Crispin Mills — scion of famed ’60s teen actor Hayley, whose classic film Where Angels Go, Trouble Follows was partially shot on the outskirts of town here — returns from the crash of Kula Shaker with this simpler, Pop-Rock three piece.
This album actually came out a year ago, and, by the time you read this, a new one will have come out. With the lag of when it showed up in my mailbox and how long it’s taken to get this issue done, that’s the way these things go.
Anyway, these recordings are clearer, rawer and generally more straight up rocking than KS ever seemed. Though Silver Apples, a slightly older tune co-written by someone named Mark Pritchard, harkens back to that shaggy, reverb buried, efx laden, post-Oasis realm that KS played in.

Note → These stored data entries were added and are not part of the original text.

use std::path::Path;

use lopdf::content::{Content, Operation};
use lopdf::{Document, Object, Stream, dictionary};

pub struct PdfInfo<'a> {
    pub title: &'a str,
    pub author: &'a str,
}

/// The font the fixture's pages select with `Tf`.
#[derive(Debug, Clone, Copy, Default, PartialEq, Eq)]
pub enum FixtureFont {
    #[default]
    Courier,
    WithoutBaseFont,
    WithoutSubtype,
    /// `Tf` names a font the page resources do not define.
    Unresolved,
}

#[derive(Default)]
pub struct PdfOptions<'a> {
    pub info: Option<&'a PdfInfo<'a>>,
    pub font: FixtureFont,
    pub xmp: Option<&'a str>,
}

pub fn build_test_pdf(
    pages: &[Vec<&str>],
    info: Option<&PdfInfo<'_>>,
) -> Result<Vec<u8>, Box<dyn std::error::Error>> {
    build_pdf(
        pages,
        &PdfOptions {
            info,
            ..PdfOptions::default()
        },
    )
}

pub fn build_pdf(
    pages: &[Vec<&str>],
    options: &PdfOptions<'_>,
) -> Result<Vec<u8>, Box<dyn std::error::Error>> {
    let mut doc = Document::with_version("1.5");

    let pages_id = doc.new_object_id();
    let font = match options.font {
        FixtureFont::WithoutBaseFont => dictionary! {
            "Type" => "Font",
            "Subtype" => "Type1",
        },
        FixtureFont::WithoutSubtype => dictionary! {
            "Type" => "Font",
            "BaseFont" => "Courier",
        },
        FixtureFont::Courier | FixtureFont::Unresolved => dictionary! {
            "Type" => "Font",
            "Subtype" => "Type1",
            "BaseFont" => "Courier",
        },
    };
    let selected_font = if options.font == FixtureFont::Unresolved {
        "F9"
    } else {
        "F1"
    };
    let font_id = doc.add_object(font);
    let resources_id = doc.add_object(dictionary! {
        "Font" => dictionary! {
            "F1" => font_id,
        },
    });

    let mut page_ids = Vec::new();

    for lines in pages {
        let mut operations = vec![
            Operation::new("BT", vec![]),
            Operation::new("Tf", vec![selected_font.into(), 12.into()]),
            Operation::new("TL", vec![16.into()]),
            Operation::new("Td", vec![50.into(), 780.into()]),
        ];

        for (index, line) in lines.iter().enumerate() {
            operations.push(Operation::new("Tj", vec![Object::string_literal(*line)]));
            if index + 1 < lines.len() {
                operations.push(Operation::new("T*", vec![]));
            }
        }
        operations.push(Operation::new("ET", vec![]));

        let content = Content { operations };
        let content_id = doc.add_object(Stream::new(dictionary! {}, content.encode()?));

        let page_id = doc.add_object(dictionary! {
            "Type" => "Page",
            "Parent" => pages_id,
            "Contents" => content_id,
        });
        page_ids.push(page_id);
    }

    doc.objects.insert(
        pages_id,
        Object::Dictionary(dictionary! {
            "Type" => "Pages",
            "Kids" => page_ids.iter().map(|id| (*id).into()).collect::<Vec<_>>(),
            "Count" => i64::try_from(page_ids.len())?,
            "Resources" => resources_id,
            "MediaBox" => vec![0.into(), 0.into(), 595.into(), 842.into()],
        }),
    );

    let mut catalog = dictionary! {
        "Type" => "Catalog",
        "Pages" => pages_id,
    };
    if let Some(xmp) = options.xmp {
        let metadata_id = doc.add_object(Stream::new(
            dictionary! {
                "Type" => "Metadata",
                "Subtype" => "XML",
            },
            xmp.as_bytes().to_vec(),
        ));
        catalog.set("Metadata", metadata_id);
    }
    let catalog_id = doc.add_object(catalog);
    doc.trailer.set("Root", catalog_id);

    if let Some(info) = options.info {
        let info_id = doc.add_object(dictionary! {
            "Title" => Object::string_literal(info.title),
            "Author" => Object::string_literal(info.author),
            "Producer" => Object::string_literal("pdf-text-prep tests"),
        });
        doc.trailer.set("Info", info_id);
    }
    doc.compress();

    let mut bytes = Vec::new();
    doc.save_to(&mut bytes)?;
    Ok(bytes)
}

pub fn write_test_pdf(
    path: &Path,
    pages: &[Vec<&str>],
) -> Result<(), Box<dyn std::error::Error>> {
    let bytes = build_test_pdf(pages, None)?;
    std::fs::write(path, bytes)?;
    Ok(())
}

/// Ten pages with a constant running header, a numbered footer and one line
/// of body text each.
pub fn ten_page_report() -> Vec<Vec<String>> {
    (1..=10)
        .map(|page| {
            vec![
                "Confidential Acme Corp".to_string(),
                format!("Findings for section {page} of the annual audit."),
                format!("Page {page} of 10"),
            ]
        })
        .collect()
}

pub fn as_str_pages(pages: &[Vec<String>]) -> Vec<Vec<&str>> {
    pages
        .iter()
        .map(|lines| lines.iter().map(String::as_str).collect())
        .collect()
}
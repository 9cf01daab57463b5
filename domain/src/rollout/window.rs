//! Rolling window of completed-request samples

use serde::Serialize;
use std::collections::VecDeque;
use std::time::{Duration, Instant};

/// Outcome of one completed engine request.
#[derive(Debug, Clone, Copy, PartialEq)]
pub struct RequestSample {
    pub at: Instant,
    pub latency: Duration,
    pub success: bool,
}

impl RequestSample {
    pub fn success(at: Instant, latency: Duration) -> Self {
        Self {
            at,
            latency,
            success: true,
        }
    }

    pub fn failure(at: Instant, latency: Duration) -> Self {
        Self {
            at,
            latency,
            success: false,
        }
    }
}

/// Aggregates over the samples currently in the window.
#[derive(Debug, Clone, Copy, PartialEq, Default, Serialize)]
pub struct WindowStats {
    pub samples: usize,
    pub errors: usize,
    pub error_rate: f64,
    /// Nearest-rank 95th percentile; `None` for an empty window
    pub p95_latency: Option<Duration>,
}

#[derive(Debug, Clone)]
pub struct MetricsWindow {
    span: Duration,
    samples: VecDeque<RequestSample>,
}

impl MetricsWindow {
    pub fn new(span: Duration) -> Self {
        Self {
            span,
            samples: VecDeque::new(),
        }
    }

    /// Append a sample and drop those that fell out of the window.
    pub fn record(&mut self, sample: RequestSample) {
        let now = sample.at;
        self.samples.push_back(sample);
        self.prune(now);
    }

    /// Drop samples older than the window span.
    pub fn prune(&mut self, now: Instant) {
        while let Some(front) = self.samples.front() {
            if now.saturating_duration_since(front.at) > self.span {
                self.samples.pop_front();
            } else {
                break;
            }
        }
    }

    pub fn stats(&mut self, now: Instant) -> WindowStats {
        self.prune(now);
        let samples = self.samples.len();
        if samples == 0 {
            return WindowStats::default();
        }
        let errors = self.samples.iter().filter(|s| !s.success).count();
        let mut latencies: Vec<Duration> = self.samples.iter().map(|s| s.latency).collect();
        latencies.sort();
        let rank = ((samples as f64) * 0.95).ceil() as usize;
        let p95 = latencies[rank.clamp(1, samples) - 1];
        WindowStats {
            samples,
            errors,
            error_rate: errors as f64 / samples as f64,
            p95_latency: Some(p95),
        }
    }

    pub fn clear(&mut self) {
        self.samples.clear();
    }

    pub fn len(&self) -> usize {
        self.samples.len()
    }

    pub fn is_empty(&self) -> bool {
        self.samples.is_empty()
    }
}
//! Approval reviewer port for results that need a human decision.
//!
//! # Flow
//!
//! ```text
//! risk_assessed ──policy: review──▶ pending_review
//!                                        │ ReviewNotice (request_id, risk, summary)
//!                                        ▼
//!                               ApprovalReviewer::review()
//!                                        │ ReviewVerdict (request_id, decision, reviewer_id)
//!                                        ▼
//!                         approved / denied   (escalated on timeout or error)
//! ```
//!
//! # Built-in Implementations
//!
//! - [`AutoApproveReviewer`] - Always approves
//! - [`AutoDenyReviewer`] - Always denies
//!
//! Channel-based and interactive reviewers live in the outer layers.

use async_trait::async_trait;
use serde::{Deserialize, Serialize};
use thiserror::Error;
use wallbounce_domain::{RequestId, RiskLevel};

/// What the reviewer is asked to decide on
#[derive(Debug, Clone, PartialEq, Serialize, Deserialize)]
pub struct ReviewNotice {
    pub request_id: RequestId,
    pub risk_level: RiskLevel,
    pub consensus_summary: String,
}

#[derive(Debug, Clone, Copy, PartialEq, Eq, Serialize, Deserialize)]
#[serde(rename_all = "lowercase")]
pub enum ReviewDecision {
    Approve,
    Deny,
}

impl ReviewDecision {
    pub fn as_str(&self) -> &'static str {
        match self {
            ReviewDecision::Approve => "approve",
            ReviewDecision::Deny => "deny",
        }
    }
}

#[derive(Debug, Clone, PartialEq, Serialize, Deserialize)]
pub struct ReviewVerdict {
    pub request_id: RequestId,
    pub decision: ReviewDecision,
    pub reviewer_id: String,
}

impl ReviewVerdict {
    pub fn approve(request_id: RequestId, reviewer_id: impl Into<String>) -> Self {
        Self {
            request_id,
            decision: ReviewDecision::Approve,
            reviewer_id: reviewer_id.into(),
        }
    }

    pub fn deny(request_id: RequestId, reviewer_id: impl Into<String>) -> Self {
        Self {
            request_id,
            decision: ReviewDecision::Deny,
            reviewer_id: reviewer_id.into(),
        }
    }
}

/// Failures of the review process itself, not decisions.
///
/// Any of these resolves the admission to `escalated`.
#[derive(Error, Debug, Clone, PartialEq)]
pub enum ReviewError {
    #[error("Review cancelled")]
    Cancelled,

    #[error("Reviewer channel closed")]
    ChannelClosed,

    #[error("I/O error: {0}")]
    Io(String),
}

#[async_trait]
pub trait ApprovalReviewer: Send + Sync {
    async fn review(&self, notice: ReviewNotice) -> Result<ReviewVerdict, ReviewError>;
}

/// Reviewer that approves everything (tests, trusted batch runs)
pub struct AutoApproveReviewer;

#[async_trait]
impl ApprovalReviewer for AutoApproveReviewer {
    async fn review(&self, notice: ReviewNotice) -> Result<ReviewVerdict, ReviewError> {
        Ok(ReviewVerdict::approve(notice.request_id, "auto-approve"))
    }
}

/// Reviewer that denies everything
pub struct AutoDenyReviewer;

#[async_trait]
impl ApprovalReviewer for AutoDenyReviewer {
    async fn review(&self, notice: ReviewNotice) -> Result<ReviewVerdict, ReviewError> {
        Ok(ReviewVerdict::deny(notice.request_id, "auto-deny"))
    }
}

Mills is still wearing his musical influences on his anorak.
The opening track, Virginia, is a snappy, playful, mid-tempo rocker built from a melding of T.Rex & early solo Uncle Lou. It’s got a bouncing rhythm augmented by some Glittery handclaps, a drawling, declamatory vocal which sweetens up for the choruses and some Whoish falsetto harmonies in the bridge.
The following Ghost Cowboys In The Movies, is listed as being adapted from a song called Bike by some band named Bucky. It has a real drawl adding to its feeling like a languid rocker out of the Southwest, a very appealing melody with some nice coloring provided by a vibra-slap (or one of those oddball percussion pieces), an organ solo and the briefest appearance of those falsettos.
The third tune is an outright cover, a distorted, rougher, more Rawk reading of the Undertones’ You Got My Number — pretty cool. Next is a savory, early-to-mid ‘70s sounding ballad with a haunting organ, a Stonesish, repeating guitar figure and the big set-up for the quiet closing.
Once Upon A Time In America is a heartland rocker — so distinctly familiar yet elusively named — with a rolling vocal melody, martial, mid-tempo rhythm and a clean, lyrical guitar solo. The song feels drawn somewhere between Runaway Train Soul Asylum, 2nd album Marah (without the banjo) and 3rd album Tom Petty.
Except for the cut mentioned at the top, this record proved to be quite the surprise.